The 1980–81 season was Colchester United's 39th season in their history and fourth successive season in third tier of English football, the Third Division. Alongside competing in the Third Division, the club also participated in the FA Cup and the League Cup.

On the back of the success of the previous season, Colchester crashed out of the Third Division, relegated in 22nd-position. Several winless streaks contributed to their downfall. In the cup competitions, the U's were defeated in the first round of the League Cup by Gillingham, while Watford overcame Colchester in the third round of the FA Cup.

Season overview
The club's chairman warned financial difficulties would result in an exodus of players, but in the summer months, only Steve Dowman left the club, joining Wrexham for £75,000. The club also received their first-ever shirt sponsorship from Royal London Insurance.

In the opening game of the season in the League Cup against Gillingham, debutant Nigel Crouch became the first Colchester player to the sent off on their debut following an altercation with Gillingham's Steve Bruce. Colchester failed to win any of their opening eight games. When they beat Millwall 3–0 in their ninth game, it attracted national media coverage. Sergeant Frank Ruggles of Essex Police marched on the field during play and attempted to arrest Millwall defender Mel Blyth for swearing.
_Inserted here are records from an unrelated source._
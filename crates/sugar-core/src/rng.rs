//! The simulation's deterministic random source.
//!
//! # Determinism strategy
//!
//! Every randomized decision — initial placement, attribute draws, per-tick
//! activation shuffles, movement tie-breaks — flows through one `SimRng`
//! owned by the model and seeded exactly once at construction.  Two runs
//! with the same seed and parameters therefore make identical draws in
//! identical order, which is what makes whole-run results reproducible.
//!
//! The generator is an explicitly owned, passed-by-reference object rather
//! than process-global state; functions that need randomness take
//! `&mut SimRng`.

use rand::rngs::SmallRng;
use rand::{Rng, SeedableRng};

/// 64-bit fractional golden-ratio constant for child-seed mixing.
const MIXING_CONSTANT: u64 = 0x9e37_79b9_7f4a_7c15;

/// The single shared deterministic RNG.
///
/// Used only from the one control thread driving the simulation.  If an
/// auxiliary generator is ever needed (e.g. for scenario setup separate from
/// the run itself), derive it with [`child`][Self::child] so the root seed
/// still determines everything.
pub struct SimRng(SmallRng);

impl SimRng {
    pub fn new(seed: u64) -> Self {
        SimRng(SmallRng::seed_from_u64(seed))
    }

    /// Derive a child `SimRng` with a different seed offset — useful for
    /// seeding a setup-time generator deterministically from the root seed.
    pub fn child(&mut self, offset: u64) -> SimRng {
        let child_seed: u64 = self.0.r#gen::<u64>() ^ offset.wrapping_mul(MIXING_CONSTANT);
        SimRng(SmallRng::seed_from_u64(child_seed))
    }

    /// Expose the inner `SmallRng` for use with `rand` distribution types.
    #[inline]
    pub fn inner(&mut self) -> &mut SmallRng {
        &mut self.0
    }

    /// Sample a uniformly distributed value of any `Standard`-distributed type.
    #[inline]
    pub fn random<T>(&mut self) -> T
    where
        rand::distributions::Standard: rand::distributions::Distribution<T>,
    {
        self.0.r#gen()
    }

    /// Generate a value uniformly in `range`.
    #[inline]
    pub fn gen_range<T, R>(&mut self, range: R) -> T
    where
        T: rand::distributions::uniform::SampleUniform,
        R: rand::distributions::uniform::SampleRange<T>,
    {
        self.0.gen_range(range)
    }

    /// `true` with probability `p` (clamped to [0, 1]).
    #[inline]
    pub fn gen_bool(&mut self, p: f64) -> bool {
        self.0.gen_bool(p.clamp(0.0, 1.0))
    }

    /// Shuffle a mutable slice in-place (Fisher-Yates).
    #[inline]
    pub fn shuffle<T>(&mut self, slice: &mut [T]) {
        use rand::seq::SliceRandom;
        slice.shuffle(&mut self.0);
    }

    /// Choose a random element from a non-empty slice.
    /// Returns `None` if the slice is empty.
    #[inline]
    pub fn choose<'a, T>(&mut self, slice: &'a [T]) -> Option<&'a T> {
        use rand::seq::SliceRandom;
        slice.choose(&mut self.0)
    }
}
Manager Bobby Roberts signed unknown Highland League player Kevin Bremner for a then-club record £25,000. Following this came six consecutive home wins, and Colchester were well-placed in the table by Christmas. However, after Trevor Lee moved to Gillingham for a club record deal worth £90,000, the U's form dipped and they began to slip down the table again. In response to this, on transfer deadline day, Roberts matched Colchester's record fee paid for Bremner, signing Roger Osborne from Ipswich Town, while also paying £15,000 each for Roy McDonough and Phil Coleman.

Eight games without a win from March to the penultimate game of the season ensured Colchester were relegated by just two points. Amid news of a 25,000 all-seater stadium development in the pipeline, the stark reality was that a new all-time low attendance of 1,430 witnessed the final day 1–0 win over Carlisle United, with a league average of just 2,641.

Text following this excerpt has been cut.